* [TASK OBJECTIVE]: Starting with the first line and ending with the last, transcribe the data exactly.

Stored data
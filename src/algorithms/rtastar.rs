use crate::algorithms::astar::AStarRank;
use crate::cost::Cost;
use crate::data_structures::open_list::OpenList;
use crate::search::SearchTree;
use crate::search::SearchTreeIndex;
use crate::space::Action;
use crate::space::Heuristic;
use crate::space::Outcome;
use crate::space::Plan;
use crate::space::Planner;
use crate::space::Space;
use crate::space::State;

/// Longest plan Real-Time A* will reconstruct after stumbling upon a goal.
pub const MAX_RECONSTRUCTED_STEPS: usize = 1_000;

#[derive(Debug)]
struct RtaHeapNode<C>
where
    C: Cost,
{
    rank: AStarRank<C>,
    g: C,
    node_index: SearchTreeIndex,
    /// Which of the root's successors this entry descends from.
    first_step: usize,
}

impl<C: Cost> PartialEq for RtaHeapNode<C> {
    #[inline(always)]
    fn eq(&self, other: &Self) -> bool {
        self.rank.eq(&other.rank)
    }
}
impl<C: Cost> Eq for RtaHeapNode<C> {}

impl<C: Cost> PartialOrd for RtaHeapNode<C> {
    #[inline(always)]
    fn partial_cmp(&self, other: &Self) -> Option<std::cmp::Ordering> {
        Some(self.cmp(other))
    }
}
impl<C: Cost> Ord for RtaHeapNode<C> {
    #[inline(always)]
    fn cmp(&self, other: &Self) -> std::cmp::Ordering {
        self.rank.cmp(&other.rank)
    }
}

/// One of the root's successors, with the best f found below it so far.
#[derive(Copy, Clone, Debug)]
struct FirstStep<A, C> {
    action: A,
    cost: C,
    best_f: C,
    /// Leads straight back into the root, like waiting.
    loops: bool,
}

/// A* with a fixed lookahead, deciding a single move at a time.
///
/// Searches at most `lookahead` expansions from the current State. Every
/// entry remembers which of the root's successors it descends from, and the
/// move whose subtree reached the lowest f wins. Finding a goal within the
/// lookahead returns the whole plan to it instead.
///
/// Moves that lead back into the root (waiting) aren't searched, and unlike
/// every other move they don't keep the f they were seeded with. They are
/// worth their own cost plus the best of the other moves, so they only get
/// picked when they are all that's left. Valued by their seed f alone,
/// waiting (`1 + h(root)`) would beat equipping whenever equipping takes
/// longer than a time step, and the agent would wait forever.
#[derive(Copy, Clone, Debug)]
pub struct RealTimeAStar {
    pub lookahead: usize,
}

impl RealTimeAStar {
    pub fn new(lookahead: usize) -> Self {
        Self { lookahead }
    }
}

impl<St, A, C> Planner<St, A, C> for RealTimeAStar
where
    St: State,
    A: Action,
    C: Cost,
{
    fn plan<Sp, H>(&self, space: &Sp, heuristic: &mut H, start: &St) -> Outcome<A, C>
    where
        Sp: Space<St, A, C>,
        H: Heuristic<St, C>,
    {
        if space.is_goal(start) {
            log::debug!("RTA*: {start:?} is already a goal");
            return Outcome::nothing(0);
        }

        let mut search_tree = SearchTree::<St, A, C>::new();
        let mut open = OpenList::<RtaHeapNode<C>>::new();
        let mut order = 0usize;
        let mut expansions = 0usize;

        let root = search_tree.push_root(start);
        // Stalling back into the root is never worth an expansion.
        search_tree.close(root);

        let mut first_steps: Vec<FirstStep<A, C>> = vec![];
        for succ in space.successors(start) {
            let h = heuristic.h(&succ.state);
            let rank = AStarRank::new(succ.cost, h, order);
            first_steps.push(FirstStep {
                action: succ.action,
                cost: succ.cost,
                best_f: rank.f(),
                loops: succ.state == *start,
            });
            if search_tree.is_closed(&succ.state) {
                continue;
            }
            search_tree.reach(&succ.state, (root, succ.action), succ.cost);
            if let Some(node_index) = search_tree.index_of(&succ.state) {
                open.push(RtaHeapNode {
                    rank,
                    g: succ.cost,
                    node_index,
                    first_step: first_steps.len() - 1,
                });
                order += 1;
            }
        }

        while expansions < self.lookahead {
            let Some(RtaHeapNode {
                rank,
                g,
                node_index,
                first_step,
            }) = open.pop()
            else {
                break;
            };
            if search_tree[node_index].is_closed() {
                continue;
            }
            search_tree.close(node_index);
            expansions += 1;

            let step = &mut first_steps[first_step];
            step.best_f = std::cmp::min(step.best_f, rank.f());

            let state = search_tree[node_index].state().clone();
            log::trace!("RTA*: expanding {state:?} (g={g}, f={})", rank.f());

            if space.is_goal(&state) {
                return match search_tree.path(node_index, MAX_RECONSTRUCTED_STEPS) {
                    Some(plan) => {
                        log::debug!(
                            "RTA*: goal within lookahead, {} actions, cost {}",
                            plan.len(),
                            plan.cost
                        );
                        Outcome::new(plan, expansions)
                    }
                    None => Outcome::nothing(expansions),
                };
            }

            for succ in space.successors(&state) {
                if search_tree.is_closed(&succ.state) {
                    continue;
                }
                let new_g = g.saturating_add(&succ.cost);
                search_tree.reach(&succ.state, (node_index, succ.action), new_g);
                let Some(succ_index) = search_tree.index_of(&succ.state) else {
                    continue;
                };
                let h = heuristic.h(&succ.state);
                open.push(RtaHeapNode {
                    rank: AStarRank::new(new_g, h, order),
                    g: new_g,
                    node_index: succ_index,
                    first_step,
                });
                order += 1;
            }
        }

        // Looping back costs its own time and then continues like any other
        // first step would.
        let onward = first_steps
            .iter()
            .filter(|step| !step.loops)
            .map(|step| step.best_f)
            .min()
            .unwrap_or_else(C::infinity);
        for step in first_steps.iter_mut().filter(|step| step.loops) {
            step.best_f = step.cost.saturating_add(&onward);
        }

        let mut chosen: Option<FirstStep<A, C>> = None;
        for step in &first_steps {
            match chosen {
                Some(best)
                    if (best.best_f, best.action.tie_break())
                        <= (step.best_f, step.action.tie_break()) => {}
                _ => chosen = Some(*step),
            }
        }

        match chosen {
            Some(step) if !step.best_f.valid() => {
                log::debug!("RTA*: dead end at {start:?}");
                Outcome::nothing(expansions)
            }
            Some(step) if first_steps.len() == 1 && step.action.is_stall() => {
                log::debug!("RTA*: nothing to do but wait at {start:?}");
                Outcome::nothing(expansions)
            }
            Some(step) => {
                log::debug!(
                    "RTA*: chose {:?} (f={}) after {expansions} expansions",
                    step.action,
                    step.best_f
                );
                Outcome::new(Plan::single(step.action, step.cost), expansions)
            }
            None => Outcome::nothing(expansions),
        }
    }
}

* [WORKED SOLUTION]:
filename src/algorithms/rtastar.rs
use crate::algorithms::astar::AStarRank;
use crate::cost::Cost;
use crate::data_structures::open_list::OpenList;
use crate::search::SearchTree;
use crate::search::SearchTreeIndex;
use crate::space::Action;
use crate::space::Heuristic;
use crate::space::Outcome;
use crate::space::Plan;
use crate::space::Planner;
use crate::space::Space;
use crate::space::State;

/// Longest plan Real-Time A* will reconstruct after stumbling upon a goal.
pub const MAX_RECONSTRUCTED_STEPS: usize = 1_000;

#[derive(Debug)]
struct RtaHeapNode<C>
where
    C: Cost,
{
    rank: AStarRank<C>,
    g: C,
    node_index: SearchTreeIndex,
    /// Which of the root's successors this entry descends from.
    first_step: usize,
}

impl<C: Cost> PartialEq for RtaHeapNode<C> {
    #[inline(always)]
    fn eq(&self, other: &Self) -> bool {
        self.rank.eq(&other.rank)
    }
}
impl<C: Cost> Eq for RtaHeapNode<C> {}

impl<C: Cost> PartialOrd for RtaHeapNode<C> {
    #[inline(always)]
    fn partial_cmp(&self, other: &Self) -> Option<std::cmp::Ordering> {
        Some(self.cmp(other))
    }
}
impl<C: Cost> Ord for RtaHeapNode<C> {
    #[inline(always)]
    fn cmp(&self, other: &Self) -> std::cmp::Ordering {
        self.rank.cmp(&other.rank)
    }
}

/// One of the root's successors, with the best f found below it so far.
#[derive(Copy, Clone, Debug)]
struct FirstStep<A, C> {
    action: A,
    cost: C,
    best_f: C,
    /// Leads straight back into the root, like waiting.
    loops: bool,
}

/// A* with a fixed lookahead, deciding a single move at a time.
///
/// Searches at most `lookahead` expansions from the current State. Every
/// entry remembers which of the root's successors it descends from, and the
/// move whose subtree reached the lowest f wins. Finding a goal within the
/// lookahead returns the whole plan to it instead.
///
/// Moves that lead back into the root (waiting) aren't searched, and unlike
/// every other move they don't keep the f they were seeded with. They are
/// worth their own cost plus the best of the other moves, so they only get
/// picked when they are all that's left. Valued by their seed f alone,
/// waiting (`1 + h(root)`) would beat equipping whenever equipping takes
/// longer than a time step, and the agent would wait forever.
#[derive(Copy, Clone, Debug)]
pub struct RealTimeAStar {
    pub lookahead: usize,
}

impl RealTimeAStar {
    pub fn new(lookahead: usize) -> Self {
        Self { lookahead }
    }
}

impl<St, A, C> Planner<St, A, C> for RealTimeAStar
where
    St: State,
    A: Action,
    C: Cost,
{
    fn plan<Sp, H>(&self, space: &Sp, heuristic: &mut H, start: &St) -> Outcome<A, C>
    where
        Sp: Space<St, A, C>,
        H: Heuristic<St, C>,
    {
        if space.is_goal(start) {
            log::debug!("RTA*: {start:?} is already a goal");
            return Outcome::nothing(0);
        }

        let mut search_tree = SearchTree::<St, A, C>::new();
        let mut open = OpenList::<RtaHeapNode<C>>::new();
        let mut order = 0usize;
        let mut expansions = 0usize;

        let root = search_tree.push_root(start);
        // Stalling back into the root is never worth an expansion.
        search_tree.close(root);

        let mut first_steps: Vec<FirstStep<A, C>> = vec![];
        for succ in space.successors(start) {
            let h = heuristic.h(&succ.state);
            let rank = AStarRank::new(succ.cost, h, order);
            first_steps.push(FirstStep {
                action: succ.action,
                cost: succ.cost,
                best_f: rank.f(),
                loops: succ.state == *start,
            });
            if search_tree.is_closed(&succ.state) {
                continue;
            }
            search_tree.reach(&succ.state, (root, succ.action), succ.cost);
            if let Some(node_index) = search_tree.index_of(&succ.state) {
                open.push(RtaHeapNode {
                    rank,
                    g: succ.cost,
                    node_index,
                    first_step: first_steps.len() - 1,
                });
                order += 1;
            }
        }

        while expansions < self.lookahead {
            let Some(RtaHeapNode {
                rank,
                g,
                node_index,
                first_step,
            }) = open.pop()
            else {
                break;
            };
            if search_tree[node_index].is_closed() {
                continue;
            }
            search_tree.close(node_index);
            expansions += 1;

            let step = &mut first_steps[first_step];
            step.best_f = std::cmp::min(step.best_f, rank.f());

            let state = search_tree[node_index].state().clone();
            log::trace!("RTA*: expanding {state:?} (g={g}, f={})", rank.f());

            if space.is_goal(&state) {
                return match search_tree.path(node_index, MAX_RECONSTRUCTED_STEPS) {
                    Some(plan) => {
                        log::debug!(
                            "RTA*: goal within lookahead, {} actions, cost {}",
                            plan.len(),
                            plan.cost
                        );
                        Outcome::new(plan, expansions)
                    }
                    None => Outcome::nothing(expansions),
                };
            }

            for succ in space.successors(&state) {
                if search_tree.is_closed(&succ.state) {
                    continue;
                }
                let new_g = g.saturating_add(&succ.cost);
                search_tree.reach(&succ.state, (node_index, succ.action), new_g);
                let Some(succ_index) = search_tree.index_of(&succ.state) else {
                    continue;
                };
                let h = heuristic.h(&succ.state);
                open.push(RtaHeapNode {
                    rank: AStarRank::new(new_g, h, order),
                    g: new_g,
                    node_index: succ_index,
                    first_step,
                });
                order += 1;
            }
        }

        // Looping back costs its own time and then continues like any other
        // first step would.
        let onward = first_steps
            .iter()
            .filter(|step| !step.loops)
            .map(|step| step.best_f)
            .min()
            .unwrap_or_else(C::infinity);
        for step in first_steps.iter_mut().filter(|step| step.loops) {
            step.best_f = step.cost.saturating_add(&onward);
        }

        let mut chosen: Option<FirstStep<A, C>> = None;
        for step in &first_steps {
            match chosen {
                Some(best)
                    if (best.best_f, best.action.tie_break())
                        <= (step.best_f, step.action.tie_break()) => {}
                _ => chosen = Some(*step),
            }
        }

        match chosen {
            Some(step) if !step.best_f.valid() => {
                log::debug!("RTA*: dead end at {start:?}");
                Outcome::nothing(expansions)
            }
            Some(step) if first_steps.len() == 1 && step.action.is_stall() => {
                log::debug!("RTA*: nothing to do but wait at {start:?}");
                Outcome::nothing(expansions)
            }
            Some(step) => {
                log::debug!(
                    "RTA*: chose {:?} (f={}) after {expansions} expansions",
                    step.action,
                    step.best_f
                );
                Outcome::new(Plan::single(step.action, step.cost), expansions)
            }
            None => Outcome::nothing(expansions),
        }
    }
}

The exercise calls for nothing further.